El lógico holandés trata de establecer un sistema de señales-radio que, a través de la noche cósmica y por medio de las matemáticas, fuese capaz de describir a la Inteligencia nuestro mundo, bajo tres formas: tiempo, espacio y comportamiento.

 

Freudenthal escribe:

«Es probable que mi lenguaje cósmico exista ya, que algunos seres lo empleen para comunicarse. Había pensado que los rayos cósmicos podían ser el vehículo de tales comunicaciones; pero he dejado de creerlo. Es posible que las ondas utilizadas sean detenidas por la atmósfera terrestre o por las capas electrizadas que nos rodean. Es posible que un puesto avanzado en el espacio detecte estas conversaciones cósmicas. Pero, si nada sabemos de seres inteligentes galácticos, ¿que puede haber de común entre ellos y nosotros?»

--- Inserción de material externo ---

use std::collections::{BTreeMap, HashSet};
use std::path::Path;

use crate::config::Show;
use crate::error::StateError;
use crate::history::HistoryStore;
use crate::provider::PlaylistItem;

const PARTIAL_SUFFIX: &str = ".partial";

/// Audio inventory of a show directory
#[derive(Debug, Clone, Default, PartialEq, Eq)]
pub struct OutputState {
    /// Sizes of complete audio files, keyed by filename
    pub audio_files: BTreeMap<String, u64>,
    /// Number of partial files that were cleaned up during scan
    pub partial_files_cleaned: usize,
}

impl OutputState {
    pub fn audio_size(&self, filename: &str) -> Option<u64> {
        self.audio_files.get(filename).copied()
    }
}

/// Which listed items a sync will fetch, and why the others are skipped
#[derive(Debug, Clone)]
pub struct SyncPlan {
    /// Items to fetch, oldest first
    pub to_fetch: Vec<PlaylistItem>,
    pub already_processed: usize,
    /// Items published before the show's start timestamp
    pub before_cutoff: usize,
    /// Items rejected by the show's title filters
    pub filtered_out: usize,
    /// Total number of items in the listing, duplicates included
    pub total_items: usize,
}

/// Scan a show directory, creating it when missing
///
/// Collects the size of every complete audio file and removes `.partial`
/// leftovers from interrupted fetches.
pub fn scan_show_dir(show_dir: &Path) -> Result<OutputState, StateError> {
    let mut state = OutputState::default();

    if !show_dir.exists() {
        std::fs::create_dir_all(show_dir).map_err(|e| StateError::CreateDirectoryFailed {
            path: show_dir.to_path_buf(),
            source: e,
        })?;
        return Ok(state);
    }

    let read_failed = |e: std::io::Error| StateError::ReadDirectoryFailed {
        path: show_dir.to_path_buf(),
        source: e,
    };

    for entry in std::fs::read_dir(show_dir).map_err(read_failed)? {
        let entry = entry.map_err(read_failed)?;
        let path = entry.path();
        let Some(filename) = path.file_name().and_then(|n| n.to_str()) else {
            continue;
        };

        if filename.ends_with(PARTIAL_SUFFIX) {
            if std::fs::remove_file(&path).is_ok() {
                state.partial_files_cleaned += 1;
            }
            continue;
        }

        if filename.ends_with(".mp3") {
            let metadata = entry.metadata().map_err(read_failed)?;
            if metadata.is_file() {
                state.audio_files.insert(filename.to_string(), metadata.len());
            }
        }
    }

    Ok(state)
}

/// Diff a playlist listing against the show's history
///
/// Candidates are items that pass the title filters, are not older than the
/// show's start timestamp and have not been processed yet. They are ordered
/// oldest to newest, independent of the provider's listing order.
pub fn create_sync_plan(items: Vec<PlaylistItem>, show: &Show, history: &HistoryStore) -> SyncPlan {
    let total_items = items.len();
    let mut seen = HashSet::new();
    let mut to_fetch = Vec::new();
    let mut already_processed = 0;
    let mut before_cutoff = 0;
    let mut filtered_out = 0;

    for item in items {
        if !seen.insert(item.id.clone()) {
            continue;
        }

        if item.published_at < show.start_timestamp {
            before_cutoff += 1;
        } else if history.is_processed(&show.id, &item.id) {
            already_processed += 1;
        } else if !show.accepts_title(&item.title) {
            filtered_out += 1;
        } else {
            to_fetch.push(item);
        }
    }

    to_fetch.sort_by(|a, b| a.published_at.cmp(&b.published_at));

    SyncPlan {
        to_fetch,
        already_processed,
        before_cutoff,
        filtered_out,
        total_items,
    }
}

#[cfg(test)]
pub(crate) mod tests {
    use super::*;
    use crate::history::EpisodeRecord;
    use chrono::{DateTime, TimeZone, Utc};
    use tempfile::tempdir;
    use url::Url;

    pub(crate) fn make_show(id: &str, start: DateTime<Utc>) -> Show {
        Show {
            id: id.to_string(),
            title: format!("Show {id}"),
            description: "A test show".to_string(),
            url: Url::parse("https://www.youtube.com/playlist?list=PL1").unwrap(),
            cron: "0 * * * *".to_string(),
            start_timestamp: start,
            image_url: Some(Url::parse("https://example.com/cover.png").unwrap()),
            filters: vec![],
        }
    }

    pub(crate) fn make_item(id: &str, day: u32) -> PlaylistItem {
        PlaylistItem {
            id: id.to_string(),
            title: format!("Video {id}"),
            description: None,
            published_at: Utc.with_ymd_and_hms(2024, 1, day, 12, 0, 0).unwrap(),
            webpage_url: format!("https://www.youtube.com/watch?v={id}"),
        }
    }

    fn jan(day: u32) -> DateTime<Utc> {
        Utc.with_ymd_and_hms(2024, 1, day, 0, 0, 0).unwrap()
    }

    #[test]
    fn scan_creates_nonexistent_dir() {
        let dir = tempdir().unwrap();
        let show_dir = dir.path().join("s1");

        let state = scan_show_dir(&show_dir).unwrap();
        assert!(show_dir.is_dir());
        assert!(state.audio_files.is_empty());
    }

    #[test]
    fn scan_collects_audio_sizes_and_ignores_other_files() {
        let dir = tempdir().unwrap();
        std::fs::write(dir.path().join("2024-01-01-a.mp3"), b"12345").unwrap();
        std::fs::write(dir.path().join("feed.xml"), b"<rss/>").unwrap();

        let state = scan_show_dir(dir.path()).unwrap();
        assert_eq!(state.audio_size("2024-01-01-a.mp3"), Some(5));
        assert_eq!(state.audio_files.len(), 1);
    }

    #[test]
    fn scan_cleans_up_partial_files() {
        let dir = tempdir().unwrap();
        std::fs::write(dir.path().join("2024-01-01-a.mp3.partial"), b"x").unwrap();
        std::fs::write(dir.path().join("2024-01-01-a.mp3.source.partial"), b"y").unwrap();
        std::fs::write(dir.path().join("2024-01-02-b.mp3"), b"complete").unwrap();

        let state = scan_show_dir(dir.path()).unwrap();

        assert_eq!(state.partial_files_cleaned, 2);
        assert!(!dir.path().join("2024-01-01-a.mp3.partial").exists());
        assert!(!dir.path().join("2024-01-01-a.mp3.source.partial").exists());
        assert!(dir.path().join("2024-01-02-b.mp3").exists());
        assert_eq!(state.audio_files.len(), 1);
    }

    #[test]
    fn plan_orders_candidates_oldest_first() {
        let show = make_show("s1", jan(1));
        let history = HistoryStore::in_memory();
        let items = vec![make_item("c", 3), make_item("a", 1), make_item("b", 2)];

        let plan = create_sync_plan(items, &show, &history);
        let ids: Vec<_> = plan.to_fetch.iter().map(|i| i.id.as_str()).collect();
        assert_eq!(ids, vec!["a", "b", "c"]);
        assert_eq!(plan.total_items, 3);
    }

    #[test]
    fn plan_drops_items_before_cutoff() {
        let show = make_show("s1", jan(10));
        let history = HistoryStore::in_memory();
        let items = vec![make_item("new", 12), make_item("old", 9), make_item("edge", 10)];

        let plan = create_sync_plan(items, &show, &history);
        let ids: Vec<_> = plan.to_fetch.iter().map(|i| i.id.as_str()).collect();
        assert_eq!(ids, vec!["edge", "new"]);
        assert_eq!(plan.before_cutoff, 1);
    }

    #[test]
    fn plan_skips_processed_items() {
        let show = make_show("s1", jan(1));
        let mut history = HistoryStore::in_memory();
        let done = make_item("done", 2);
        history
            .record_processed(
                "s1",
                "done",
                EpisodeRecord {
                    item_id: done.id.clone(),
                    published_at: done.published_at,
                    title: done.title.clone(),
                    description: None,
                    audio_filename: "2024-01-02-done.mp3".to_string(),
                    processed_at: jan(3),
                    content_hash: None,
                },
            )
            .unwrap();

        let plan = create_sync_plan(vec![done, make_item("fresh", 4)], &show, &history);
        assert_eq!(plan.to_fetch.len(), 1);
        assert_eq!(plan.to_fetch[0].id, "fresh");
        assert_eq!(plan.already_processed, 1);
    }

    #[test]
    fn plan_applies_title_filters() {
        let mut show = make_show("s1", jan(1));
        show.filters = vec!["keynote".to_string()];
        let history = HistoryStore::in_memory();
        let mut keynote = make_item("k", 2);
        keynote.title = "Opening Keynote".to_string();

        let plan = create_sync_plan(vec![keynote, make_item("x", 3)], &show, &history);
        assert_eq!(plan.to_fetch.len(), 1);
        assert_eq!(plan.to_fetch[0].id, "k");
        assert_eq!(plan.filtered_out, 1);
    }

    #[test]
    fn plan_ignores_duplicate_listing_entries() {
        let show = make_show("s1", jan(1));
        let history = HistoryStore::in_memory();
        let items = vec![make_item("a", 2), make_item("a", 2)];

        let plan = create_sync_plan(items, &show, &history);
        assert_eq!(plan.to_fetch.len(), 1);
        assert_eq!(plan.total_items, 2);
    }
}
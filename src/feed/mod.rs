mod build;

pub use build::{FEED_FILENAME, FeedDocument, build_feed, feed_url, write_feed};
use std::collections::HashMap;
use std::path::PathBuf;
use std::sync::{Arc, Mutex, PoisonError};

use anyhow::{Context, Result};
use chrono::Utc;
use clap::Parser;
use colored::Colorize;
use console::Emoji;
use indicatif::{MultiProgress, ProgressBar, ProgressStyle};
use tracing::{info, warn};
use tracing_subscriber::EnvFilter;
use url::Url;

use yt2pod::feed::feed_url;
use yt2pod::{
    Config, HistoryStore, NoopReporter, ProgressEvent, ProgressReporter, ReqwestClient, RunLock,
    RunSummary, SharedProgressReporter, ShowReport, SyncOptions, TranscodeOptions, YtDlpProvider,
    sync_all,
};

// Emoji with fallback for terminals without Unicode support
static TV: Emoji<'_, '_> = Emoji("📺 ", "");
static SEARCH: Emoji<'_, '_> = Emoji("🔍 ", "[~] ");
static CLOCK: Emoji<'_, '_> = Emoji("⏰ ", "[-] ");
static DOWNLOAD: Emoji<'_, '_> = Emoji("📥 ", "[v] ");
static ENCODE: Emoji<'_, '_> = Emoji("🎛️  ", "[e] ");
static SUCCESS: Emoji<'_, '_> = Emoji("✅ ", "[+] ");
static FAILURE: Emoji<'_, '_> = Emoji("❌ ", "[!] ");
static BROOM: Emoji<'_, '_> = Emoji("🧹 ", "[c] ");
static CROSS: Emoji<'_, '_> = Emoji("✗ ", "x ");

/// Turn YouTube playlists into podcast feeds
#[derive(Parser, Debug)]
#[command(name = "yt2pod")]
#[command(about = "Turn YouTube playlists into podcast feeds")]
#[command(version)]
struct Args {
    /// Path to the TOML configuration file
    config: PathBuf,

    /// Only sync this show, ignoring its schedule
    #[arg(short, long, value_name = "ID")]
    show: Option<String>,

    /// Quiet mode - only warnings and errors, no progress output
    #[arg(short, long, conflicts_with = "verbose")]
    quiet: bool,

    /// Verbose mode - debug logging
    #[arg(short, long)]
    verbose: bool,

    /// Move an unreadable history file aside and start from an empty history
    #[arg(long)]
    recover_history: bool,
}

/// Progress reporter using indicatif for terminal output
struct IndicatifReporter {
    multi: MultiProgress,
    bars: Mutex<HashMap<usize, ProgressBar>>,
    main_bar: ProgressBar,
}

impl IndicatifReporter {
    fn new() -> Self {
        let multi = MultiProgress::new();

        let main_bar = multi.add(ProgressBar::new_spinner());
        if let Ok(style) = ProgressStyle::default_spinner().template("{spinner:.green} {wide_msg}")
        {
            main_bar.set_style(style);
        }
        main_bar.enable_steady_tick(std::time::Duration::from_millis(100));

        Self {
            multi,
            bars: Mutex::new(HashMap::new()),
            main_bar,
        }
    }

    fn bar(&self, download_id: usize) -> ProgressBar {
        let mut bars = self.bars.lock().unwrap_or_else(PoisonError::into_inner);

        if let Some(bar) = bars.get(&download_id) {
            return bar.clone();
        }

        let bar = self.multi.add(ProgressBar::new(0));
        if let Ok(style) = ProgressStyle::default_bar().template(&format!(
            "  {DOWNLOAD}[{{bar:30.cyan/blue}}] {{bytes}}/{{total_bytes}} {{wide_msg}}"
        )) {
            bar.set_style(style.progress_chars("█▓░"));
        }
        bars.insert(download_id, bar.clone());
        bar
    }

    fn remove_bar(&self, download_id: usize) {
        let mut bars = self.bars.lock().unwrap_or_else(PoisonError::into_inner);
        if let Some(bar) = bars.remove(&download_id) {
            bar.finish_and_clear();
        }
    }

    fn println(&self, line: String) {
        // Printing can only fail when the terminal is gone
        let _ = self.multi.println(line);
    }

    fn finish(&self) {
        self.main_bar.finish_and_clear();
    }
}

impl ProgressReporter for IndicatifReporter {
    fn report(&self, event: ProgressEvent) {
        match event {
            ProgressEvent::ShowStarted { show_id, title } => {
                self.main_bar
                    .set_message(format!("{} {}", show_id.bold().magenta(), title.dimmed()));
            }

            ProgressEvent::ShowNotDue { show_id } => {
                self.println(format!("{CLOCK}{} not due yet", show_id.bold()));
            }

            ProgressEvent::ListingPlaylist { show_id, url } => {
                self.main_bar.set_message(format!(
                    "{SEARCH}{} listing {}",
                    show_id.bold().magenta(),
                    url.cyan()
                ));
            }

            ProgressEvent::PartialFilesCleanedUp { show_id, count } => {
                self.println(format!(
                    "{BROOM}{} removed {} interrupted download(s)",
                    show_id.bold(),
                    count.to_string().yellow()
                ));
            }

            ProgressEvent::PlanReady {
                show_id,
                listed,
                already_processed,
                to_fetch,
            } => {
                self.main_bar.set_message(format!(
                    "{} • {} listed, {} known, {} new",
                    show_id.bold().magenta(),
                    listed.to_string().cyan(),
                    already_processed.to_string().cyan(),
                    to_fetch.to_string().yellow()
                ));
            }

            ProgressEvent::FetchStarting {
                download_id,
                episode_title,
                episode_index,
                total_to_fetch,
                content_length,
            } => {
                let bar = self.bar(download_id);
                bar.set_length(content_length.unwrap_or(0));
                bar.set_position(0);
                bar.set_message(format!(
                    "[{}/{}] {}",
                    (episode_index + 1).to_string().cyan(),
                    total_to_fetch.to_string().cyan(),
                    truncate_title(&episode_title, 40)
                ));
            }

            ProgressEvent::FetchProgress {
                download_id,
                bytes_downloaded,
                total_bytes,
            } => {
                let bar = self.bar(download_id);
                if let Some(total) = total_bytes {
                    bar.set_length(total);
                }
                bar.set_position(bytes_downloaded);
            }

            ProgressEvent::Transcoding { download_id } => {
                let bar = self.bar(download_id);
                bar.set_message(format!("{ENCODE}{}", "encoding".dimmed()));
            }

            ProgressEvent::FetchCompleted {
                download_id,
                episode_title,
                ..
            } => {
                self.remove_bar(download_id);
                self.println(format!(
                    "  {SUCCESS}{}",
                    truncate_title(&episode_title, 60).green()
                ));
            }

            ProgressEvent::FetchFailed {
                download_id,
                episode_title,
                error,
            } => {
                self.remove_bar(download_id);
                self.println(format!(
                    "  {FAILURE}{} - {}",
                    truncate_title(&episode_title, 40).red(),
                    error.red()
                ));
            }

            ProgressEvent::FeedWritten {
                show_id,
                missing_audio,
                ..
            } => {
                if missing_audio > 0 {
                    self.println(format!(
                        "{FAILURE}{} {} recorded episode(s) have no audio file",
                        show_id.bold(),
                        missing_audio.to_string().yellow()
                    ));
                }
            }

            ProgressEvent::ShowFailed { show_id, error } => {
                self.println(format!("{FAILURE}{} {}", show_id.bold().red(), error.red()));
            }

            ProgressEvent::ShowCompleted {
                show_id,
                added,
                failed,
            } => {
                self.println(format!(
                    "{SUCCESS}{} {} added, {} failed",
                    show_id.bold().green(),
                    added.to_string().green().bold(),
                    if failed > 0 {
                        failed.to_string().red().bold()
                    } else {
                        failed.to_string().green()
                    }
                ));
            }
        }
    }
}

fn truncate_title(title: &str, max_len: usize) -> String {
    if title.chars().count() <= max_len {
        title.to_string()
    } else {
        let kept: String = title.chars().take(max_len.saturating_sub(3)).collect();
        format!("{kept}...")
    }
}

fn print_summary(summary: &RunSummary, base_public_url: &Url) {
    println!("\n{}", "Summary:".bold());
    for (show_id, report) in &summary.shows {
        match report {
            ShowReport::NotDue => {
                println!("  {CLOCK}{} {}", show_id.bold(), "not due".dimmed());
            }
            ShowReport::Synced {
                added,
                failed,
                feed_error,
            } => {
                let url = feed_url(base_public_url, show_id)
                    .map(|u| u.to_string())
                    .unwrap_or_default();
                println!(
                    "  {SUCCESS}{} {} added  {}",
                    show_id.bold(),
                    added.to_string().green(),
                    url.cyan()
                );
                for (item_id, error) in failed {
                    println!("    {CROSS}{} - {}", item_id.yellow(), error.dimmed());
                }
                if let Some(error) = feed_error {
                    println!("    {CROSS}{} - {}", "feed".yellow(), error.red());
                }
            }
            ShowReport::Failed { error } => {
                println!("  {FAILURE}{} {}", show_id.bold().red(), error.red());
            }
        }
    }
    println!();
}

fn init_logging(args: &Args) {
    let default_level = if args.verbose {
        "yt2pod=debug"
    } else if args.quiet {
        "yt2pod=warn"
    } else {
        "yt2pod=info"
    };

    tracing_subscriber::fmt()
        .with_env_filter(
            EnvFilter::try_from_default_env().unwrap_or_else(|_| default_level.into()),
        )
        .with_writer(std::io::stderr)
        .init();
}

#[tokio::main]
async fn main() -> Result<()> {
    let args = Args::parse();
    init_logging(&args);

    let mut config = Config::load(&args.config)
        .with_context(|| format!("Failed to load configuration {}", args.config.display()))?;
    if let Some(show_id) = &args.show {
        config.select_show(show_id)?;
    }

    let Some(_lock) = RunLock::try_acquire(&config.main.history_file)
        .context("Failed to take the run lock")?
    else {
        info!("Another run holds the lock, nothing to do");
        return Ok(());
    };

    let mut history = if args.recover_history {
        let (history, backup) = HistoryStore::load_or_set_aside(&config.main.history_file)
            .context("Failed to open history")?;
        if let Some(backup) = backup {
            warn!(backup = %backup.display(), "Corrupt history moved aside, starting empty");
        }
        history
    } else {
        HistoryStore::load(&config.main.history_file).context("Failed to open history")?
    };

    let client = ReqwestClient::new().context("Failed to create HTTP client")?;
    let transcode = TranscodeOptions {
        ffmpeg: config.main.ffmpeg.clone(),
        bitrate: config.main.audio_bitrate.clone(),
    };
    let provider = YtDlpProvider::new(client, config.main.yt_dlp.clone(), transcode)
        .with_listing_window(config.main.listing_window());

    if !args.quiet {
        println!(
            "\n{}{} {}\n",
            TV,
            "yt2pod".bold().magenta(),
            "- Playlists to Podcasts".dimmed()
        );
    }

    let terminal = (!args.quiet).then(|| Arc::new(IndicatifReporter::new()));
    let reporter: SharedProgressReporter = match &terminal {
        Some(terminal) => terminal.clone(),
        None => NoopReporter::shared(),
    };

    let options = SyncOptions {
        force: args.show.is_some(),
    };

    let summary = sync_all(&config, &provider, &mut history, Utc::now(), &options, &reporter)
        .await
        .context("Failed to persist history")?;

    if let Some(terminal) = terminal {
        terminal.finish();
        print_summary(&summary, &config.main.base_public_url);
    }

    info!(
        shows = summary.shows.len(),
        added = summary.added(),
        failures = summary.has_failures(),
        "Run complete"
    );

    Ok(())
}
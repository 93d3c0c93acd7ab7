// This Source Code Form is subject to the terms of the Mozilla Public
// License, v. 2.0. If a copy of the MPL was not distributed with this
// file, You can obtain one at https://mozilla.org/MPL/2.0/.

//! Durable record of processed playlist items, per show.
//!
//! The history is the single source of truth for "what has been fetched".
//! Records are append-only and the per-show last-check marker never moves
//! backwards. The file is plain pretty-printed JSON and is always replaced
//! atomically (write to a temporary sibling, then rename).

use std::collections::BTreeMap;
use std::path::{Path, PathBuf};

use chrono::{DateTime, Utc};
use serde::{Deserialize, Serialize};

use crate::atomic::write_atomically;
use crate::error::HistoryError;

/// One processed playlist item
#[derive(Debug, Clone, PartialEq, Eq, Serialize, Deserialize)]
pub struct EpisodeRecord {
    pub item_id: String,
    pub published_at: DateTime<Utc>,
    pub title: String,
    #[serde(default, skip_serializing_if = "Option::is_none")]
    pub description: Option<String>,
    /// Audio filename relative to the show directory
    pub audio_filename: String,
    pub processed_at: DateTime<Utc>,
    #[serde(default, skip_serializing_if = "Option::is_none")]
    pub content_hash: Option<String>,
}

/// History partition owned by a single show
#[derive(Debug, Clone, Default, PartialEq, Eq, Serialize, Deserialize)]
pub struct ShowHistory {
    #[serde(default, skip_serializing_if = "Option::is_none")]
    pub last_check: Option<DateTime<Utc>>,
    /// Processed items keyed by item id
    #[serde(default)]
    pub episodes: BTreeMap<String, EpisodeRecord>,
}

/// Complete persisted history, keyed by show id
#[derive(Debug, Clone, Default, PartialEq, Eq, Serialize, Deserialize)]
pub struct HistoryState {
    #[serde(default)]
    pub shows: BTreeMap<String, ShowHistory>,
}

/// History state plus the file it is persisted to
///
/// An in-memory store (no backing file) behaves identically except that
/// [`HistoryStore::save`] is a no-op.
#[derive(Debug, Clone)]
pub struct HistoryStore {
    path: Option<PathBuf>,
    state: HistoryState,
}

impl HistoryStore {
    /// Load the history from `path`; a missing file yields an empty history
    pub fn load(path: &Path) -> Result<Self, HistoryError> {
        let state = match std::fs::read_to_string(path) {
            Ok(content) => {
                serde_json::from_str(&content).map_err(|e| HistoryError::Corrupt {
                    path: path.to_path_buf(),
                    source: e,
                })?
            }
            Err(e) if e.kind() == std::io::ErrorKind::NotFound => HistoryState::default(),
            Err(e) => {
                return Err(HistoryError::ReadFailed {
                    path: path.to_path_buf(),
                    source: e,
                });
            }
        };

        Ok(Self {
            path: Some(path.to_path_buf()),
            state,
        })
    }

    /// Load the history, setting a corrupt file aside instead of failing
    ///
    /// The unreadable file is renamed to `<path>.corrupt` so nothing is lost;
    /// the returned store starts empty. Returns the backup path when a
    /// backup was made.
    pub fn load_or_set_aside(path: &Path) -> Result<(Self, Option<PathBuf>), HistoryError> {
        match Self::load(path) {
            Ok(store) => Ok((store, None)),
            Err(HistoryError::Corrupt { .. }) => {
                let mut backup = path.as_os_str().to_owned();
                backup.push(".corrupt");
                let backup = PathBuf::from(backup);

                std::fs::rename(path, &backup).map_err(|e| HistoryError::WriteFailed {
                    path: backup.clone(),
                    source: e,
                })?;

                let store = Self {
                    path: Some(path.to_path_buf()),
                    state: HistoryState::default(),
                };
                Ok((store, Some(backup)))
            }
            Err(e) => Err(e),
        }
    }

    /// Create a store that is never written to disk
    pub fn in_memory() -> Self {
        Self {
            path: None,
            state: HistoryState::default(),
        }
    }

    pub fn state(&self) -> &HistoryState {
        &self.state
    }

    pub fn show(&self, show_id: &str) -> Option<&ShowHistory> {
        self.state.shows.get(show_id)
    }

    pub fn is_processed(&self, show_id: &str, item_id: &str) -> bool {
        self.show(show_id)
            .is_some_and(|h| h.episodes.contains_key(item_id))
    }

    /// Add a record for `item_id`; recording an item twice is a logic error
    pub fn record_processed(
        &mut self,
        show_id: &str,
        item_id: &str,
        record: EpisodeRecord,
    ) -> Result<(), HistoryError> {
        let episodes = &mut self.state.shows.entry(show_id.to_string()).or_default().episodes;

        if episodes.contains_key(item_id) {
            return Err(HistoryError::DuplicateItem {
                show_id: show_id.to_string(),
                item_id: item_id.to_string(),
            });
        }

        episodes.insert(item_id.to_string(), record);
        Ok(())
    }

    /// Records of a show, in no particular order
    pub fn episodes(&self, show_id: &str) -> Vec<&EpisodeRecord> {
        self.show(show_id)
            .map(|h| h.episodes.values().collect())
            .unwrap_or_default()
    }

    pub fn last_check(&self, show_id: &str) -> Option<DateTime<Utc>> {
        self.show(show_id).and_then(|h| h.last_check)
    }

    /// Set the last-check marker; an earlier timestamp than the stored one is ignored
    pub fn set_last_check(&mut self, show_id: &str, timestamp: DateTime<Utc>) {
        let history = self.state.shows.entry(show_id.to_string()).or_default();
        history.last_check = Some(match history.last_check {
            Some(previous) if previous > timestamp => previous,
            _ => timestamp,
        });
    }

    /// Persist the full state atomically
    pub fn save(&self) -> Result<(), HistoryError> {
        let Some(path) = &self.path else {
            return Ok(());
        };

        let json = serde_json::to_string_pretty(&self.state)?;
        write_atomically(path, json.as_bytes()).map_err(|e| HistoryError::WriteFailed {
            path: path.clone(),
            source: e,
        })
    }
}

La inteligencia matemática -presume Freudenthal- y la noción de espacio-tiempo. El Lincos se funda en emisiones de ondas largas y cortas; todo un vocabulario de señales que exprese la esencia de las matemáticas, el transcurso del tiempo y la naturaleza del espacio en nuestra región celeste. «¿Qué le pasa a usted con el tiempo?», preguntaban los surrealistas en una célebre encuesta.

 

Ahora se trata de hacer saber lo que pasa con el tiempo en «la mente de los abismos cósmicos». El aspecto más asombroso del trabajo de Freudenthal se refiere a la búsqueda de un lenguaje matemático esencial, capaz de transmitir indicaciones sobre lo que somos nosotros, los terrícolas: una comunidad de seres que buscan la verdad, que pueden comunicar más o menos bien entre ellos y que buscan el diálogo con el Universo. La cuarta parte de la empresa es un tratado del espacio, del movimiento y de la masa: decir a los Otros cómo medimos, las distancias y las velocidades, las variaciones de la masa en función de la velocidad, las leyes de la gravitación.

 

Estos mensajes, circulando en el torrente de los años luz, podrían, en el curso de los milenios, hacer saber que aquí hay inteligencia, e indicar nuestra posición.

«Tal vez éste será un gran día para Ellos, dijo un amigo nuestro. A menos que se limiten a anotar tranquilamente en sus archivos: "Acaba de descubrirse una civilización que hace 10.000 de la enésima galaxia."»

Y prosigan sus observaciones, con fría indiferencia cuyas razones no comprendemos; pues el Universo bien podría estar, como sugiere Carl Sagan, «lleno de civilizaciones a la escucha, pero que se abstienen de emitir». Nosotros no nos libramos fácilmente de los terrores del Infinito, del espanto de la inmensidad. Bajo el cielo poblado, lanza la mente el prolongado gemido de sus limitaciones, como el perro que aúlla a la Luna.

 

Pero también es posible que se nos busque con amor, que cada inteligencia busque a otra para crecer con ella y descubrir el depósito de una estructura absoluta. ¿Debemos hacer todo lo posible para llamar la atención? ¿Descubriremos el Enemigo, o la universalidad de la criatura divina, como pensaban Teilhard de Chardin y C. S. Lewis, es decir, una pulsión y una iluminación últimas del espíritu, comunes a toda criatura inteligente, ya sea hombre o «cerebros vaporosos de las nebulosas espirales»?

 

La impotencia del lenguaje nos separa de nuestra naturaleza esencial, como nos separa de la naturaleza de los Otros en el espacio, y por esto buscamos el Gran Lenguaje que nos devuelva la comunicación con el ser del Ser, aquí abajo y en los cielos.

 

¡No! ¡No! No busquemos esto. Sería impío y peligroso, exclama Arthur C. Clarke, en un momento de depresión:

«No sabemos qué es lo que se pasea por la carretera real de las galaxias, y más vale no saberlo.»

Pero es preciso jugar con fuego. Sólo jugando con fuego, construyó el hombre su morada sobre la Tierra.